**Assigned task**
If a line of the data below holds the word "angles", list it.
• • • • • • •
//! Posture classification
//!
//! The monitor consumes a trained model as an opaque artifact: anything that
//! maps `(lumbar_angle, hip_angle)` to a label and a confidence. The shipped
//! implementation is a two-feature logistic regression loaded from JSON.

mod logistic;

pub use logistic::LogisticModel;

use std::path::PathBuf;
use thiserror::Error;

use crate::types::Classification;

/// Maps an angle pair to a posture label.
///
/// Called once per poll; implementations must be cheap and must not fail.
pub trait PostureClassifier: Send + Sync + 'static {
    fn classify(&self, lumbar_angle: f64, hip_angle: f64) -> Classification;
}

/// Model artifact errors. All are fatal at startup.
#[derive(Debug, Error)]
pub enum ClassifierError {
    #[error("Model artifact I/O error ({}): {source}", .path.display())]
    Io {
        path: PathBuf,
        #[source]
        source: std::io::Error,
    },

    #[error("Model artifact parse error ({}): {source}", .path.display())]
    Parse {
        path: PathBuf,
        #[source]
        source: serde_json::Error,
    },

    #[error("Invalid model artifact: {0}")]
    Invalid(String),
}
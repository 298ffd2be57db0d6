//! Fixed-cadence consumer loop.
//!
//! Every tick: snapshot the latest reading, classify its angle pair, feed the
//! label to the escalation machine and emit a [`PostureEvent`] to the sink.
//! The loop never touches the serial link and never waits on the reader;
//! a stale reading is classified like any other.

use std::sync::Arc;
use std::time::{Duration, Instant};

use serde::Serialize;
use tokio::time::MissedTickBehavior;
use tokio_util::sync::CancellationToken;
use tracing::{info, warn};

use super::escalation::EscalationMachine;
use super::sink::EventSink;
use super::LatestState;
use crate::classifier::PostureClassifier;
use crate::config::ConsumerConfig;
use crate::types::{LatestReading, PostureEvent, Severity};

/// Counters accumulated over one loop lifetime.
#[derive(Debug, Clone, Copy, Default, PartialEq, Eq, Serialize)]
pub struct ConsumerStats {
    pub polls: u64,
    pub sink_errors: u64,
    /// Number of times severity entered `DangerousSustained`
    pub sustained_alarms: u64,
    /// Number of stale-input warnings logged
    pub stale_warnings: u64,
}

/// Owns the escalation state; sole writer, so no synchronisation.
pub struct ConsumerLoop {
    latest: Arc<LatestState>,
    classifier: Arc<dyn PostureClassifier>,
    machine: EscalationMachine,
    sink: Box<dyn EventSink>,
    cancel_token: CancellationToken,
    poll_interval: Duration,
    stale_warning: Duration,
    last_sequence: u64,
    last_fresh_at: Option<Instant>,
    stale_reported: bool,
    stats: ConsumerStats,
}

impl ConsumerLoop {
    pub fn new(
        latest: Arc<LatestState>,
        classifier: Arc<dyn PostureClassifier>,
        sink: Box<dyn EventSink>,
        cancel_token: CancellationToken,
    ) -> Self {
        let defaults = ConsumerConfig::default();
        Self {
            latest,
            classifier,
            machine: EscalationMachine::default(),
            sink,
            cancel_token,
            poll_interval: defaults.poll_interval(),
            stale_warning: defaults.stale_warning(),
            last_sequence: 0,
            last_fresh_at: None,
            stale_reported: false,
            stats: ConsumerStats::default(),
        }
    }

    /// Apply poll cadence and stale-warning settings.
    pub fn with_config(mut self, config: &ConsumerConfig) -> Self {
        self.poll_interval = config.poll_interval();
        self.stale_warning = config.stale_warning();
        self
    }

    /// Replace the escalation threshold.
    pub fn with_threshold(mut self, threshold: Duration) -> Self {
        self.machine = EscalationMachine::new(threshold);
        self
    }

    pub fn severity(&self) -> Severity {
        self.machine.severity()
    }

    pub fn stats(&self) -> ConsumerStats {
        self.stats
    }

    /// One poll cycle at `now`.
    pub fn poll_once(&mut self, now: Instant) -> PostureEvent {
        let reading = self.latest.get();
        self.track_freshness(&reading, now);

        let angles = reading.angles;
        let classification = self
            .classifier
            .classify(angles.lumbar_angle, angles.hip_angle);

        let previous = self.machine.severity();
        let severity = self.machine.update(classification.label, now);
        if severity == Severity::DangerousSustained && previous != Severity::DangerousSustained {
            self.stats.sustained_alarms += 1;
        }

        let event = PostureEvent::new(angles, classification, severity);
        if let Err(e) = self.sink.emit(&event) {
            self.stats.sink_errors += 1;
            warn!(error = %e, "[ConsumerLoop] Failed to emit posture event");
        }

        self.stats.polls += 1;
        event
    }

    /// Log once when input goes quiet and once when it resumes.
    ///
    /// Staleness alone never changes severity; the last sample is still classified.
    fn track_freshness(&mut self, reading: &LatestReading, now: Instant) {
        if reading.sequence != self.last_sequence {
            self.last_sequence = reading.sequence;
            self.last_fresh_at = Some(now);
            if self.stale_reported {
                self.stale_reported = false;
                info!(sequence = reading.sequence, "[ConsumerLoop] Sensor readings resumed");
            }
            return;
        }

        let fresh_at = *self.last_fresh_at.get_or_insert(now);
        let silent_for = now.saturating_duration_since(fresh_at);
        if !self.stale_reported && silent_for >= self.stale_warning {
            self.stale_reported = true;
            self.stats.stale_warnings += 1;
            warn!(
                silent_secs = silent_for.as_secs_f64(),
                severity = %self.machine.severity(),
                "[ConsumerLoop] No new sensor reading, classifying last known sample"
            );
        }
    }

    /// Poll at the configured cadence until cancelled.
    pub async fn run(mut self) -> ConsumerStats {
        info!(
            interval_ms = self.poll_interval.as_millis() as u64,
            "[ConsumerLoop] Polling latest reading"
        );

        let mut interval = tokio::time::interval(self.poll_interval);
        interval.set_missed_tick_behavior(MissedTickBehavior::Delay);

        loop {
            tokio::select! {
                _ = self.cancel_token.cancelled() => {
                    info!("[ConsumerLoop] Shutdown signal received");
                    break;
                }
                tick = interval.tick() => {
                    self.poll_once(tick.into_std());
                }
            }
        }

        info!(
            polls = self.stats.polls,
            sustained_alarms = self.stats.sustained_alarms,
            sink_errors = self.stats.sink_errors,
            "[ConsumerLoop] Stopped"
        );
        self.stats
    }
}
//! Sustained-danger escalation state machine
//!
//! ```text
//!            Safe (any state)
//!   ┌──────────────────────────────────────────┐
//!   ▼                                          │
//! Normal ──Dangerous──► Dangerous ──≥ threshold──► DangerousSustained
//!                          ▲  │ < threshold
//!                          └──┘
//! ```
//!
//! A single `Safe` label clears the timer immediately; there is no partial
//! decay. The threshold is inclusive, so the sample landing exactly on it is
//! the one that escalates. Lack of input never changes severity.

use std::time::{Duration, Instant};

use crate::config::defaults::SUSTAINED_DANGER_THRESHOLD_SECS;
use crate::types::{PostureLabel, Severity};

/// Tracks how long `Dangerous` has been continuously observed.
#[derive(Debug, Clone)]
pub struct EscalationMachine {
    threshold: Duration,
    severity: Severity,
    dangerous_since: Option<Instant>,
}

impl EscalationMachine {
    pub fn new(threshold: Duration) -> Self {
        Self {
            threshold,
            severity: Severity::Normal,
            dangerous_since: None,
        }
    }

    pub fn severity(&self) -> Severity {
        self.severity
    }

    pub fn dangerous_since(&self) -> Option<Instant> {
        self.dangerous_since
    }

    /// How long the current dangerous run has lasted as of `now`.
    pub fn dangerous_for(&self, now: Instant) -> Option<Duration> {
        self.dangerous_since
            .map(|since| now.saturating_duration_since(since))
    }

    /// Feed one classifier label observed at `now` and return the new severity.
    pub fn update(&mut self, label: PostureLabel, now: Instant) -> Severity {
        self.severity = match (label, self.dangerous_since) {
            (PostureLabel::Safe, _) => {
                self.dangerous_since = None;
                Severity::Normal
            }
            (PostureLabel::Dangerous, None) => {
                self.dangerous_since = Some(now);
                Severity::Dangerous
            }
            (PostureLabel::Dangerous, Some(since)) => {
                if now.saturating_duration_since(since) >= self.threshold {
                    Severity::DangerousSustained
                } else {
                    Severity::Dangerous
                }
            }
        };
        self.severity
    }
}

impl Default for EscalationMachine {
    fn default() -> Self {
        Self::new(Duration::from_secs_f64(SUSTAINED_DANGER_THRESHOLD_SECS))
    }
}

#[cfg(test)]
mod tests {
    use super::*;

    fn at(base: Instant, secs: f64) -> Instant {
        base + Duration::from_secs_f64(secs)
    }

    #[test]
    fn test_initial_state() {
        let machine = EscalationMachine::default();
        assert_eq!(machine.severity(), Severity::Normal);
        assert!(machine.dangerous_since().is_none());
    }

    #[test]
    fn test_nine_seconds_at_one_hz_never_sustains() {
        let base = Instant::now();
        let mut machine = EscalationMachine::default();

        // t = 0..=9 → 10 samples, but the run has only lasted 9 s
        for i in 0..10 {
            let severity = machine.update(PostureLabel::Dangerous, at(base, f64::from(i)));
            assert_eq!(severity, Severity::Dangerous, "sample at t={i}s");
        }
    }

    #[test]
    fn test_boundary_sample_escalates() {
        let base = Instant::now();
        let mut machine = EscalationMachine::default();

        for i in 0..10 {
            machine.update(PostureLabel::Dangerous, at(base, f64::from(i)));
        }
        assert_eq!(
            machine.update(PostureLabel::Dangerous, at(base, 10.0)),
            Severity::DangerousSustained
        );
        // Stays sustained while danger continues
        assert_eq!(
            machine.update(PostureLabel::Dangerous, at(base, 25.0)),
            Severity::DangerousSustained
        );
        assert_eq!(machine.dangerous_since(), Some(base));
    }

    #[test]
    fn test_just_below_threshold_stays_dangerous() {
        let base = Instant::now();
        let mut machine = EscalationMachine::default();

        machine.update(PostureLabel::Dangerous, base);
        assert_eq!(
            machine.update(PostureLabel::Dangerous, at(base, 9.999)),
            Severity::Dangerous
        );
    }

    #[test]
    fn test_safe_label_resets_and_requires_fresh_run() {
        let base = Instant::now();
        let mut machine = EscalationMachine::default();

        for i in 0..=8 {
            machine.update(PostureLabel::Dangerous, at(base, f64::from(i)));
        }
        assert_eq!(machine.update(PostureLabel::Safe, at(base, 9.0)), Severity::Normal);
        assert!(machine.dangerous_since().is_none());

        // Fresh run starts at t = 10; t = 19 is only 9 s in
        for i in 10..=19 {
            assert_eq!(
                machine.update(PostureLabel::Dangerous, at(base, f64::from(i))),
                Severity::Dangerous
            );
        }
        assert_eq!(
            machine.update(PostureLabel::Dangerous, at(base, 20.0)),
            Severity::DangerousSustained
        );
    }

    #[test]
    fn test_safe_from_sustained_goes_straight_to_normal() {
        let base = Instant::now();
        let mut machine = EscalationMachine::default();

        machine.update(PostureLabel::Dangerous, base);
        machine.update(PostureLabel::Dangerous, at(base, 12.0));
        assert_eq!(machine.severity(), Severity::DangerousSustained);

        assert_eq!(machine.update(PostureLabel::Safe, at(base, 12.1)), Severity::Normal);
    }

    #[test]
    fn test_custom_threshold() {
        let base = Instant::now();
        let mut machine = EscalationMachine::new(Duration::from_secs(3));

        machine.update(PostureLabel::Dangerous, base);
        assert_eq!(
            machine.update(PostureLabel::Dangerous, at(base, 3.0)),
            Severity::DangerousSustained
        );
        assert_eq!(machine.dangerous_for(at(base, 4.5)), Some(Duration::from_millis(4500)));
    }
}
• • • • • • •
**Solution to this task**
        let angles = reading.angles;
            .classify(angles.lumbar_angle, angles.hip_angle);
        let event = PostureEvent::new(angles, classification, severity);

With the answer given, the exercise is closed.